On the other hand, the dissent argued that Section 25 of the Act was unconstitutional because it prevented a person under 16 from establishing that he or she understood the medical condition and consequences of refusing treatment, and should therefore have the right to refuse treatment whether or not the applications judge considers such refusal to be in the young person’s best interests, just as was the case with A.C., a ‘mature minor.'
[Adapted from INTERIGHTS summary, with permission]
"Interpreting the best interests standard so that a young person is afforded a degree of bodily autonomy and integrity commensurate with his or her ability to exercise mature, independent judgment navigates the tension between an adolescent’s increasing entitlement to autonomy as he or she matures and society’s interest in ensuring that young people who are vulnerable are protected from harm. This brings the 'best interests' standard in s. 25(8) in line with the evolution of the common law and with international principles, and strikes an appropriate balance between achieving the protective legislative goal while at the same time respecting the right of mature adolescents to participate meaningfully in decisions relating to their medical treatment." Page 186.

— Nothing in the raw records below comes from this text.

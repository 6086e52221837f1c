use std::time::Instant;

use crate::simulation::forces::{AccelSet, Acceleration, NewtonianGravity};
use crate::simulation::integrator::symplectic_euler;
use crate::simulation::states::{Body, NVec2, System};

/// Build a deterministic synthetic system of `n` bodies (no rand needed).
fn synthetic_system(n: usize) -> System {
    let mut bodies = Vec::with_capacity(n);
    for i in 0..n {
        let i_f = i as f64;
        bodies.push(Body {
            name: format!("b{i}"),
            x: NVec2::new((i_f * 0.37).sin() * 1.0e12, (i_f * 0.13).cos() * 1.0e12),
            v: NVec2::zeros(),
            a: NVec2::zeros(),
            m: 1.0e24,
            display_radius: 5.0,
            image: String::new(),
        });
    }
    System { bodies, t: 0.0 }
}

/// Time one direct pairwise gravity evaluation for growing body counts.
/// The interactive catalog has 9 bodies; larger sizes show the O(n^2) curve.
pub fn bench_gravity() {
    let ns = [9, 32, 128, 512, 2048];

    for n in ns {
        let sys = synthetic_system(n);
        let gravity = NewtonianGravity;
        let mut out = vec![NVec2::zeros(); n];

        // Warm up
        gravity.acceleration(0.0, &sys, &mut out);

        let t0 = Instant::now();
        gravity.acceleration(0.0, &sys, &mut out);
        let dt_direct = t0.elapsed().as_secs_f64();

        println!("N = {n:5}, direct = {dt_direct:8.6} s");
    }
}

/// Time a batch of full symplectic-Euler steps over the synthetic system,
/// which is what the blocking fast-forward phase spends its time on.
pub fn bench_step() {
    let steps = 10_000;
    let ns = [9, 32, 128];

    for n in ns {
        let mut sys = synthetic_system(n);
        let forces = AccelSet::new().with(NewtonianGravity);

        let t0 = Instant::now();
        for _ in 0..steps {
            symplectic_euler(&mut sys, &forces, 1000.0);
        }
        let elapsed = t0.elapsed().as_secs_f64();

        println!(
            "N = {n:5}, {steps} steps = {elapsed:8.6} s ({:8.1} steps/s)",
            steps as f64 / elapsed
        );
    }
}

[Dissent] "Forced medical procedures must be one of the most egregious violations of a person’s physical and psychological integrity. The state’s interest in ensuring judicial control over the medical treatment of 'immature' minors ceases to exist where a 'mature' minor under 16 demonstrates the lack of need for any such overriding state control. In such cases, the legitimate object and basis of state intervention in the life of the young person has, by reason of the judge’s finding of maturity, disappeared. Whether judges, doctors and hospital authorities agree or disagree with C’s objection, the decision belongs to her, as the Charter is not just about the freedom to make the wise and correct choice; it also gives her the individual autonomy and the religious freedom to refuse forced medical treatment, even where her life or death hangs in the balance, regardless of what the judge thinks is in her best interest." Page 188.